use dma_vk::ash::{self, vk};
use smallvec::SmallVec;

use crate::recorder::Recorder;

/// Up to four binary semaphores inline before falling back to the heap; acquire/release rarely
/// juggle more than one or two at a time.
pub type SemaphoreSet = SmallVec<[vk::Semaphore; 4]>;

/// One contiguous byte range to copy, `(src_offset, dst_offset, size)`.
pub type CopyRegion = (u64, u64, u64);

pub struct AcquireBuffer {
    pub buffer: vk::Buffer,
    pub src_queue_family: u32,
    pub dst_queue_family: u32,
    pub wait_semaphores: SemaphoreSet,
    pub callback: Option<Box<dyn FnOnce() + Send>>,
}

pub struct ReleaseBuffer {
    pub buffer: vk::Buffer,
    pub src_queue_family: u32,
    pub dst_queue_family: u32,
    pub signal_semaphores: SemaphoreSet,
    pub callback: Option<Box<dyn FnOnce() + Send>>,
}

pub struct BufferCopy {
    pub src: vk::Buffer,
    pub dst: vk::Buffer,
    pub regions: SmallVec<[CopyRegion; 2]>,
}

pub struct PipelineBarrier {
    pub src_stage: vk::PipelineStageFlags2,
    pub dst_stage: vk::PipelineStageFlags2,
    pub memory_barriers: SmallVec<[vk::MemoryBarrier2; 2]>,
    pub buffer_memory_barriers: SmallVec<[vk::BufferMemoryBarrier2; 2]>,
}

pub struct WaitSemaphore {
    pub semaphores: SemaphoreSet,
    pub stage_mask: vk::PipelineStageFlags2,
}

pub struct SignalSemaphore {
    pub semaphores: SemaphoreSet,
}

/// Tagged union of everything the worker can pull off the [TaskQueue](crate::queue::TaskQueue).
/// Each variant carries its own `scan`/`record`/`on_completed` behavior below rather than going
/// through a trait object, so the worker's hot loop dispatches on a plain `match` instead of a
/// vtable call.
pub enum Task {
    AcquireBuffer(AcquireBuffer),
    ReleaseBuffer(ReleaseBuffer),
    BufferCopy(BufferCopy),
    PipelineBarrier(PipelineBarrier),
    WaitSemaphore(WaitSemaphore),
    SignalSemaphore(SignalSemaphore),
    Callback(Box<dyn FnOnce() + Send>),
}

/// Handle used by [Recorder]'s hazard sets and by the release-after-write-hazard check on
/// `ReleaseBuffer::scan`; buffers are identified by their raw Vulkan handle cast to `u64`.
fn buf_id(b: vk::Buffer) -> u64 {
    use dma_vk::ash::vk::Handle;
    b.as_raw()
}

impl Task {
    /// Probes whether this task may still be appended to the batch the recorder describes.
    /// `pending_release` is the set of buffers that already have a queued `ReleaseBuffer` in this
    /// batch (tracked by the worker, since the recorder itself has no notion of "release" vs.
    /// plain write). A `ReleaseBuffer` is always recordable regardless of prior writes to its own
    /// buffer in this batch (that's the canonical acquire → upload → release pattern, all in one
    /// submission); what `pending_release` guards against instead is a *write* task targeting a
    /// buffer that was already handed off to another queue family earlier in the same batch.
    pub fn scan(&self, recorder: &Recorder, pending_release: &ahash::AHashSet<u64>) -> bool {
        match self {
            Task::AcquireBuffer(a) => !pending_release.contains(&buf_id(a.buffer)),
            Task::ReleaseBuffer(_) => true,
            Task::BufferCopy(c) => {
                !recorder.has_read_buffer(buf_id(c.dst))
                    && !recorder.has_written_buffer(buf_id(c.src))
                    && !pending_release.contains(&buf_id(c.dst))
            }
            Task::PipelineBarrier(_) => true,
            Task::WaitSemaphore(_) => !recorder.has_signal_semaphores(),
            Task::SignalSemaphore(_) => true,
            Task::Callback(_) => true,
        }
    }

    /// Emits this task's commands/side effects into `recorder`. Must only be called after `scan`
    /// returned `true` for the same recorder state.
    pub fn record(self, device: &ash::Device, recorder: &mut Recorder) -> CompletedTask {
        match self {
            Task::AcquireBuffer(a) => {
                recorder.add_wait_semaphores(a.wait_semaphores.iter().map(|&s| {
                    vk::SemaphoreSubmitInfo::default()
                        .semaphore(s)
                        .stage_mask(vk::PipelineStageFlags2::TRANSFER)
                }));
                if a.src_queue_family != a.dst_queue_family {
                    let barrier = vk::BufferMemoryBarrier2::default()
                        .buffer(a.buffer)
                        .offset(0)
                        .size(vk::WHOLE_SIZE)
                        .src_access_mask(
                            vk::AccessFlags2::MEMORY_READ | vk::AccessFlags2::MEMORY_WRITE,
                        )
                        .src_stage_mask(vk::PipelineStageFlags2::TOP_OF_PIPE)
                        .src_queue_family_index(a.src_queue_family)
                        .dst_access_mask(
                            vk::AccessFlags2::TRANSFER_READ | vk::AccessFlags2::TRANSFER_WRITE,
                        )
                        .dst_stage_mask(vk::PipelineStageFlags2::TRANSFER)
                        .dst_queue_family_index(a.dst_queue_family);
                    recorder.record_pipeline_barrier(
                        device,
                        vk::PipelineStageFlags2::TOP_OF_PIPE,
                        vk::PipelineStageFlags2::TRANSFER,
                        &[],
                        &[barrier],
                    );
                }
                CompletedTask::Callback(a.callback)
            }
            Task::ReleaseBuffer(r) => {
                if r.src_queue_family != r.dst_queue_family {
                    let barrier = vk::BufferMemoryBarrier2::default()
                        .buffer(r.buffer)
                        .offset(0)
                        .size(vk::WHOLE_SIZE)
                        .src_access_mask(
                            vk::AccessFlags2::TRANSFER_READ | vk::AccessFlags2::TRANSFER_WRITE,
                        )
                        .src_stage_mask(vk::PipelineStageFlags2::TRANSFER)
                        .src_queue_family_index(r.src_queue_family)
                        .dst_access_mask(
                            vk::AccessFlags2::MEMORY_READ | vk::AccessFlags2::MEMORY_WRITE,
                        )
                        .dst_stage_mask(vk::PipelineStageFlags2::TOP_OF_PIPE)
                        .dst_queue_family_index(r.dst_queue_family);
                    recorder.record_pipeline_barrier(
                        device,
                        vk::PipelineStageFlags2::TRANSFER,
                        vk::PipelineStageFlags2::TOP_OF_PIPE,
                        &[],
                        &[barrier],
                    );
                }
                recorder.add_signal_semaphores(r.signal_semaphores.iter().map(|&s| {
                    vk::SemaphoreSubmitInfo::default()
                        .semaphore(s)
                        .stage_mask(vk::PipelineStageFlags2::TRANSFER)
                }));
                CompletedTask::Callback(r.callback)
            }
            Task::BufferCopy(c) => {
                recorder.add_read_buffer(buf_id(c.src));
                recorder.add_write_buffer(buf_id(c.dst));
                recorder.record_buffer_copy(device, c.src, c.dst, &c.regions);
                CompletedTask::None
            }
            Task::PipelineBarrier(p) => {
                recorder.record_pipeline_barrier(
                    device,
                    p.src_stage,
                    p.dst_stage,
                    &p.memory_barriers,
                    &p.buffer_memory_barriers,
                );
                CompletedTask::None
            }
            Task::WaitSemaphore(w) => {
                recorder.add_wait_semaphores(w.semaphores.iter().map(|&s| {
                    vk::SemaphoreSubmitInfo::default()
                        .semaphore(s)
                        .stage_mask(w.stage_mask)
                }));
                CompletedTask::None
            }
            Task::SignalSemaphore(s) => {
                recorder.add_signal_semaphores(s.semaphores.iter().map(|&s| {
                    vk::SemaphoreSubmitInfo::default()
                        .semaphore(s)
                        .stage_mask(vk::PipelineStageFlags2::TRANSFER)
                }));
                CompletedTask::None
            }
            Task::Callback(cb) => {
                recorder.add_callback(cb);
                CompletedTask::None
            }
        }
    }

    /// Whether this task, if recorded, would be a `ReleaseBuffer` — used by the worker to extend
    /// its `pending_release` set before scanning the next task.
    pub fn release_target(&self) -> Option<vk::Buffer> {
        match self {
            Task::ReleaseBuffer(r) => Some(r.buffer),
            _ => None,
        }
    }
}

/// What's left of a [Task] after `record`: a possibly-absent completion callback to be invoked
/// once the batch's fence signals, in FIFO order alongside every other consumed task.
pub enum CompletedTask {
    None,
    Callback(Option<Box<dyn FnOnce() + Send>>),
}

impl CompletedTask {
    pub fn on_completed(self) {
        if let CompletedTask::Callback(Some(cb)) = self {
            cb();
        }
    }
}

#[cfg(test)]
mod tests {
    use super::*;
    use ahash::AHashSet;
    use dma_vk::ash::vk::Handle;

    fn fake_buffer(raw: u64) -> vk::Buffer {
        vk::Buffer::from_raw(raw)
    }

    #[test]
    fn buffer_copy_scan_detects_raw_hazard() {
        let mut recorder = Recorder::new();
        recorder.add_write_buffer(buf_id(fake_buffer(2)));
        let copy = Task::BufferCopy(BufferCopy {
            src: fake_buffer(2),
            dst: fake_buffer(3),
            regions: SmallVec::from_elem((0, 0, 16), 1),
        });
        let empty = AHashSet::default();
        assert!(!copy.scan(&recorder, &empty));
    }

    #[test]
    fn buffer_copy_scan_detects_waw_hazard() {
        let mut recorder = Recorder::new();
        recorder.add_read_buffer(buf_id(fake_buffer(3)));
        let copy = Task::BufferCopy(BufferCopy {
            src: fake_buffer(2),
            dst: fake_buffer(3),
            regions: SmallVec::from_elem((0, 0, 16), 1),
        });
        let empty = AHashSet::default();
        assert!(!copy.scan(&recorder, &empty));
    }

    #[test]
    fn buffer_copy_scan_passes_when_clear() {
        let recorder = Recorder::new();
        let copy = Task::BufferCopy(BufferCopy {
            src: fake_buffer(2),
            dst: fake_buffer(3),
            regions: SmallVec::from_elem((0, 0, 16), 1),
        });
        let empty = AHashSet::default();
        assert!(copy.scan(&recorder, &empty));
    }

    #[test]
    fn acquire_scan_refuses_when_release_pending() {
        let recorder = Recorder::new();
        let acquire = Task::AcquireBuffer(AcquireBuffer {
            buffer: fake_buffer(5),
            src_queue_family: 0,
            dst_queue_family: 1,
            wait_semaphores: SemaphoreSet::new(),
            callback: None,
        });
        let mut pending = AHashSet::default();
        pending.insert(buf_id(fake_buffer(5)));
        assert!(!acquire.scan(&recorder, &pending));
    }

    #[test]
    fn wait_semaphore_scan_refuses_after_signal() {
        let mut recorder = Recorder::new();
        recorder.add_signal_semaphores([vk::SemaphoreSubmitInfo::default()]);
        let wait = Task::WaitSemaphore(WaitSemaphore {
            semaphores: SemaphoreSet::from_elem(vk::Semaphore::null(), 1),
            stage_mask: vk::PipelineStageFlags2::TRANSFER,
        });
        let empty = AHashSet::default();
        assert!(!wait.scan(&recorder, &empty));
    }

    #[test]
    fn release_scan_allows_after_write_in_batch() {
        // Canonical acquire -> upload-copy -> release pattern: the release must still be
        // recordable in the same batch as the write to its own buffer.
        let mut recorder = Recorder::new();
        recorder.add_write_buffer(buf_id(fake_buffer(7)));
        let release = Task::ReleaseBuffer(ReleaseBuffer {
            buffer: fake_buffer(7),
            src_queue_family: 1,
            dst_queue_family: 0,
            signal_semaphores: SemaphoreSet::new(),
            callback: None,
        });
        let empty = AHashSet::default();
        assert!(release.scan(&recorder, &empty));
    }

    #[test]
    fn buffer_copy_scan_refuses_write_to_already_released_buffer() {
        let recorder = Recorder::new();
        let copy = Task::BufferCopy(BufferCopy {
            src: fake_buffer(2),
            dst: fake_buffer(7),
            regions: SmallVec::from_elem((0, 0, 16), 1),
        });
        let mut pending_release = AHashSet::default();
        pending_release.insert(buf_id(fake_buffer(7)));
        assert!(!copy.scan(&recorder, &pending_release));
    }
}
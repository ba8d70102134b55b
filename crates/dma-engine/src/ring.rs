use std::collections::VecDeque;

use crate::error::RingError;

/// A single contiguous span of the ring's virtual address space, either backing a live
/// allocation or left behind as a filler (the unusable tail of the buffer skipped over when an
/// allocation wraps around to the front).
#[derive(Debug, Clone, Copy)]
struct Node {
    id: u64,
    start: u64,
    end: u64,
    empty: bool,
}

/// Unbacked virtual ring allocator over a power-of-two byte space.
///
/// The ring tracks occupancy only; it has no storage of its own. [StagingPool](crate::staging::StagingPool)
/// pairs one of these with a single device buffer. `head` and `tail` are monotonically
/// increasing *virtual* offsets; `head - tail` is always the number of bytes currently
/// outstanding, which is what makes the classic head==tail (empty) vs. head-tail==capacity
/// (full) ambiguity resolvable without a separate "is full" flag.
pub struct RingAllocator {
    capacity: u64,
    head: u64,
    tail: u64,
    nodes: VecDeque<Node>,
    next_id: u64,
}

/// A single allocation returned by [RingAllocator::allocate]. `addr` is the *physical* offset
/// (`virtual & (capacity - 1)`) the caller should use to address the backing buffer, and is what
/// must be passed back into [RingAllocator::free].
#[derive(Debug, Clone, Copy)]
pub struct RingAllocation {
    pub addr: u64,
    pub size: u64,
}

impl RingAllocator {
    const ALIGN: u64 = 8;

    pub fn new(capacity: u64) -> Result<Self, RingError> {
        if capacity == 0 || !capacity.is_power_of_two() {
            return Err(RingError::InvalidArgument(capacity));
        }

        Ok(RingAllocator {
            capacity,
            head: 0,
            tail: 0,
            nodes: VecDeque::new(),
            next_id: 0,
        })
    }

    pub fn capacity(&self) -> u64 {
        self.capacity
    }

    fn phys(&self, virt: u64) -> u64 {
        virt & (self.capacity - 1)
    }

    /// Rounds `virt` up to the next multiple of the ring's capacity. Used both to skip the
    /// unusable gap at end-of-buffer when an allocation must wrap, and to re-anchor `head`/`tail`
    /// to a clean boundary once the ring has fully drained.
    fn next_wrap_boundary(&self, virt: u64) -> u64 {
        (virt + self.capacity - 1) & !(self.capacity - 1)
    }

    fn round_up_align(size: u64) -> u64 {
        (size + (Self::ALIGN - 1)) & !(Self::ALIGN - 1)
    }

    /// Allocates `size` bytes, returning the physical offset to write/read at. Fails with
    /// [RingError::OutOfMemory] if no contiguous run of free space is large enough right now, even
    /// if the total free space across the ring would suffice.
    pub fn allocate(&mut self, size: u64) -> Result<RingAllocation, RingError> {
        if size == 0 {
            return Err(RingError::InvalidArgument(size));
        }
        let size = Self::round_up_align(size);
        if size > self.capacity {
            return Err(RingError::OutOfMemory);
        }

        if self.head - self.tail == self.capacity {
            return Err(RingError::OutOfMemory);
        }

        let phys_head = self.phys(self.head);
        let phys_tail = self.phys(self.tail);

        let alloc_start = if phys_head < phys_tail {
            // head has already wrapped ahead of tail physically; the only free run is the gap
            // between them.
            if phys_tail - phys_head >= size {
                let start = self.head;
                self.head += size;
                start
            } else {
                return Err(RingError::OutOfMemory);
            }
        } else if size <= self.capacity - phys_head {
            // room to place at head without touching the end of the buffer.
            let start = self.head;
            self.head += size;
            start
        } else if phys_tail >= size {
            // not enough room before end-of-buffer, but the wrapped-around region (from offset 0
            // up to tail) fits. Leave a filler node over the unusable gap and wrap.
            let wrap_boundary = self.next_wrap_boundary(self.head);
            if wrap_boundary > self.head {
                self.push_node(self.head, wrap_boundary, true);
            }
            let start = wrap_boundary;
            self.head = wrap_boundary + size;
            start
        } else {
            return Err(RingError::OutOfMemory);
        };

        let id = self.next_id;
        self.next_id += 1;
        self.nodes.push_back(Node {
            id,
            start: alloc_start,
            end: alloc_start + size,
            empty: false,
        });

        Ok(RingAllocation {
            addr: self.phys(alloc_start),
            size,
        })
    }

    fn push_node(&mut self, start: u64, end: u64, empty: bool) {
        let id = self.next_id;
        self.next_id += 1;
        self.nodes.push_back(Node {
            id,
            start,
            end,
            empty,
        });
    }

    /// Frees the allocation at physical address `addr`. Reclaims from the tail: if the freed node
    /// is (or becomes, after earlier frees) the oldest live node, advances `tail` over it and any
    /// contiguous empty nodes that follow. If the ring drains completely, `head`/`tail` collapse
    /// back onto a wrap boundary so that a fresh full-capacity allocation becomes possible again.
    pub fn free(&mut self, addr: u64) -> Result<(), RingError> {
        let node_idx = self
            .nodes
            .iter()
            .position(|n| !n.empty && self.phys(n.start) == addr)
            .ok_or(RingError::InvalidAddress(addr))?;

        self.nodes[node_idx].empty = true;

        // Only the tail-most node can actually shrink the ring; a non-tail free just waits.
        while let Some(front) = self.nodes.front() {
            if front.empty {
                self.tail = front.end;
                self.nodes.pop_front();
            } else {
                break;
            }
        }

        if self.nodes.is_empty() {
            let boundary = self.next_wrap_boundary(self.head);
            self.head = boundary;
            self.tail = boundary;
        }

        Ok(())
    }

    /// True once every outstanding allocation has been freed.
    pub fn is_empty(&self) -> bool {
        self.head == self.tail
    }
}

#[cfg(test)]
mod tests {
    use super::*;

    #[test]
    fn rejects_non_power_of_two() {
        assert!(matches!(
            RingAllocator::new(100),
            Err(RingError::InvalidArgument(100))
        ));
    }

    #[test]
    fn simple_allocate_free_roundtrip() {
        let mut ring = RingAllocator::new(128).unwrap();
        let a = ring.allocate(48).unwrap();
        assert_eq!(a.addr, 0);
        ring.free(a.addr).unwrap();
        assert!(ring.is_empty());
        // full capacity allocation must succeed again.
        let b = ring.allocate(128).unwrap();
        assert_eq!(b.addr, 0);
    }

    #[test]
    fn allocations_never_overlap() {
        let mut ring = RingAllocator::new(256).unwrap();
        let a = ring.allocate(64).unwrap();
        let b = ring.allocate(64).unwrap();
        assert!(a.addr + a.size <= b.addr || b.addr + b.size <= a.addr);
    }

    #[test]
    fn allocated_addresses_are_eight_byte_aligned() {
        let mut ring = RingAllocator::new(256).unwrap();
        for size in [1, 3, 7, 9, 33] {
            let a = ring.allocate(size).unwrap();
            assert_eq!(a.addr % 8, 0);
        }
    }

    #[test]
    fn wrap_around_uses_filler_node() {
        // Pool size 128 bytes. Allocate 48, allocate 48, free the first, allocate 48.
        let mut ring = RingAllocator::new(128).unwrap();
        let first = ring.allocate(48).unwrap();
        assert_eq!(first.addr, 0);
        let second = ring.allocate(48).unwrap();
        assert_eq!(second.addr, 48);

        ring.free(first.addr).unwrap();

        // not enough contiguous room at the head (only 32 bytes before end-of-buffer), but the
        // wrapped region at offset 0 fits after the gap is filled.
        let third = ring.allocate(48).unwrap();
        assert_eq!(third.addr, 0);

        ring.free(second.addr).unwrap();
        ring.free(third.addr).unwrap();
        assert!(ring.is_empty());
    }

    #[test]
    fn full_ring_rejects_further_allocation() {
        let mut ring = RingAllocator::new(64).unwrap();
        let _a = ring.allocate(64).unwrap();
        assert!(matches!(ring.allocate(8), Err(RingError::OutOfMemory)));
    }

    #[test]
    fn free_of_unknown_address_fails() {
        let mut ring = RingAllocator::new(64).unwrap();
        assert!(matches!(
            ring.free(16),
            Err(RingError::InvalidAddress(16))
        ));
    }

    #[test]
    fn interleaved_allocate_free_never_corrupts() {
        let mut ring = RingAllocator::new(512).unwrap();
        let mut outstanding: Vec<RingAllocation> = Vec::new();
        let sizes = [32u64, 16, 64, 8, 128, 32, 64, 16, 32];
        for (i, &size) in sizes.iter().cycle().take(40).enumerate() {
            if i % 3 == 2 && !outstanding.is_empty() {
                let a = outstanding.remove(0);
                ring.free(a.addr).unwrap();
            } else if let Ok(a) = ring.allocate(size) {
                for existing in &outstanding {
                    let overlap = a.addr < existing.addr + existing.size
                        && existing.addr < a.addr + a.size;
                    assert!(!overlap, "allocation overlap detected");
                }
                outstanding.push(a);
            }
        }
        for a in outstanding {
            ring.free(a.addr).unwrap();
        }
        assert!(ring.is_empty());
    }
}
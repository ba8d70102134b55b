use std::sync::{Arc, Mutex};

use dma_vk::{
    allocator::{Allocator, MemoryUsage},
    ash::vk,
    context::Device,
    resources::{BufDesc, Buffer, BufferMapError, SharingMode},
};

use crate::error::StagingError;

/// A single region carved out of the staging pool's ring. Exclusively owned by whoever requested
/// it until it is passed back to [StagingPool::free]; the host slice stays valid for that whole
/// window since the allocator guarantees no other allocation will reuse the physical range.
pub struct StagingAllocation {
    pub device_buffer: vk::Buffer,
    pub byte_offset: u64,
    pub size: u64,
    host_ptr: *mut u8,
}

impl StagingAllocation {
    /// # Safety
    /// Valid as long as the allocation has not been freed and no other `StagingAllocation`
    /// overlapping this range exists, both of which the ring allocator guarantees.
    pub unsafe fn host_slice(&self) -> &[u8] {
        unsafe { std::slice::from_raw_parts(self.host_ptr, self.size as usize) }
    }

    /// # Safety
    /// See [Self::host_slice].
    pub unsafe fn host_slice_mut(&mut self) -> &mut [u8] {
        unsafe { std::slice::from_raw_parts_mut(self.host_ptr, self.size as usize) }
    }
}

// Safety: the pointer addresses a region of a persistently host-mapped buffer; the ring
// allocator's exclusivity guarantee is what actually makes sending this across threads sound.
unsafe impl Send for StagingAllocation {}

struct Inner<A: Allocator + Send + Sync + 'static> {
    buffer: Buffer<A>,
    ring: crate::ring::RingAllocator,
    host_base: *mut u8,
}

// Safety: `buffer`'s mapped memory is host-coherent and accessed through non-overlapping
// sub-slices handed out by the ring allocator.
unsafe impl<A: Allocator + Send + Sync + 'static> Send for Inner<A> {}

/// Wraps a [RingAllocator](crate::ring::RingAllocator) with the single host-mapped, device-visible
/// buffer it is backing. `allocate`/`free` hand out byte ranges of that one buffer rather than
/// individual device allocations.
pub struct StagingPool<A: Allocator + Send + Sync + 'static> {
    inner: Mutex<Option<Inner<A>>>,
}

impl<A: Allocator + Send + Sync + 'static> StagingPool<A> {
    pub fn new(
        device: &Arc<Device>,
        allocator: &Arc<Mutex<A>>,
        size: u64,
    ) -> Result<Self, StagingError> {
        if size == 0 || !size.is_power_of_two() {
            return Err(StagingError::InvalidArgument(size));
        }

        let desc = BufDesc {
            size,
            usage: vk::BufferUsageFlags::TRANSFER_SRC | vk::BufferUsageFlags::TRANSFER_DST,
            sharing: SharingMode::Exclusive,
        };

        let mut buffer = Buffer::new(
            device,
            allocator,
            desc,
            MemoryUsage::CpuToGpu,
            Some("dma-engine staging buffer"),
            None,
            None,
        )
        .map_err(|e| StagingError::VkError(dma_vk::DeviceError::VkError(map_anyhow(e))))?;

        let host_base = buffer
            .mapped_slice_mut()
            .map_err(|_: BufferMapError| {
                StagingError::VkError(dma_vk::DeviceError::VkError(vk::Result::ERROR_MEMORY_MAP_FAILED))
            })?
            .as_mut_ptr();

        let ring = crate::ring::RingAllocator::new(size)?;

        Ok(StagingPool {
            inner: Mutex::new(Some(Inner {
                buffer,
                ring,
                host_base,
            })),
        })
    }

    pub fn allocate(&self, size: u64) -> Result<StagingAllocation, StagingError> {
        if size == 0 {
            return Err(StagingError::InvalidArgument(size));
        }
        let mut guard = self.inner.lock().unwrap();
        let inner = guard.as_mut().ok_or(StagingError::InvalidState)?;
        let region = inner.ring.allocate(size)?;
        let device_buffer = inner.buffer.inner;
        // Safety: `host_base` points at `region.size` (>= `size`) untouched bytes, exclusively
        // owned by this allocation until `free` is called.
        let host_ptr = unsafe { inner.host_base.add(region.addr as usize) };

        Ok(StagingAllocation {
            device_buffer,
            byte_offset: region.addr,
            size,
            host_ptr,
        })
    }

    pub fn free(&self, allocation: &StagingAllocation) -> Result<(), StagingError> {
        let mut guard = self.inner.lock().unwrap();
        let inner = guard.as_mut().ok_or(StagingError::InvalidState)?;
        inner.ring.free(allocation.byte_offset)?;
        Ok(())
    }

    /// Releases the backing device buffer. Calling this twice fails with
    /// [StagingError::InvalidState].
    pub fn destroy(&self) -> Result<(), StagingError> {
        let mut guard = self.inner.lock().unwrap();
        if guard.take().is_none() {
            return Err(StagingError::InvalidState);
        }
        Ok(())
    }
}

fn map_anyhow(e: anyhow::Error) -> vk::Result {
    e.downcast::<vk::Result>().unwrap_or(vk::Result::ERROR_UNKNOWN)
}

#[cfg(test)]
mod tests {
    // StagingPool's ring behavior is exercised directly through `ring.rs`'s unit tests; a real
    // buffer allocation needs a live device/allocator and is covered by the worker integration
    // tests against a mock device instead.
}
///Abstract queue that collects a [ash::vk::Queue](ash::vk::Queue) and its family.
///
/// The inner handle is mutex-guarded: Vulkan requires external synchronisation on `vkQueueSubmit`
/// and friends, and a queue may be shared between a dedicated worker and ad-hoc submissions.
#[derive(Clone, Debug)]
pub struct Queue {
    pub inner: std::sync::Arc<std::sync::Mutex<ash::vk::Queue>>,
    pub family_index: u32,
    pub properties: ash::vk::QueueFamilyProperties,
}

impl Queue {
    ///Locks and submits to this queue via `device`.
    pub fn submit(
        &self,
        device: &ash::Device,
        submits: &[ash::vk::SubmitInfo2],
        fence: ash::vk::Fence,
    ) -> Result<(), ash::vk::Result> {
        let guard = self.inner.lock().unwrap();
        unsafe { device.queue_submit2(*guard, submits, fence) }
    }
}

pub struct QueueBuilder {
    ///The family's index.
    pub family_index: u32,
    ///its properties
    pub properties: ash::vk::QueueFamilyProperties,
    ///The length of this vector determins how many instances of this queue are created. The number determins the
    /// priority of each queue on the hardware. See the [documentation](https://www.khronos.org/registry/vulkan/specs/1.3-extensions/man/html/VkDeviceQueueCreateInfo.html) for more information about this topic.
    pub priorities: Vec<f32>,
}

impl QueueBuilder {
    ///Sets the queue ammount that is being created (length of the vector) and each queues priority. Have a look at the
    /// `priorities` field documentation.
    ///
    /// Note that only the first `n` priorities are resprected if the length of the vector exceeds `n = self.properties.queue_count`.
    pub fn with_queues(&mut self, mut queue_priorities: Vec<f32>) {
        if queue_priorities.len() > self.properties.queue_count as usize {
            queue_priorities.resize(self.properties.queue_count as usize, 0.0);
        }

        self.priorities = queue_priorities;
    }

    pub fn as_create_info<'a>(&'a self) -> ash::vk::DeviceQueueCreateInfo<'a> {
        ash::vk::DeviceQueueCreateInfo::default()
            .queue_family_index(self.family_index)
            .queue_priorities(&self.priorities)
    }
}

> Requirement: Look above for the line with "(virt + self.capacity" and the line with "right now, even", and reproduce exactly those two lines plus every line between, nothing more.

> Answer space:
        (virt + self.capacity - 1) & !(self.capacity - 1)
    }

    fn round_up_align(size: u64) -> u64 {
        (size + (Self::ALIGN - 1)) & !(Self::ALIGN - 1)
    }

    /// Allocates `size` bytes, returning the physical offset to write/read at. Fails with
    /// [RingError::OutOfMemory] if no contiguous run of free space is large enough right now, even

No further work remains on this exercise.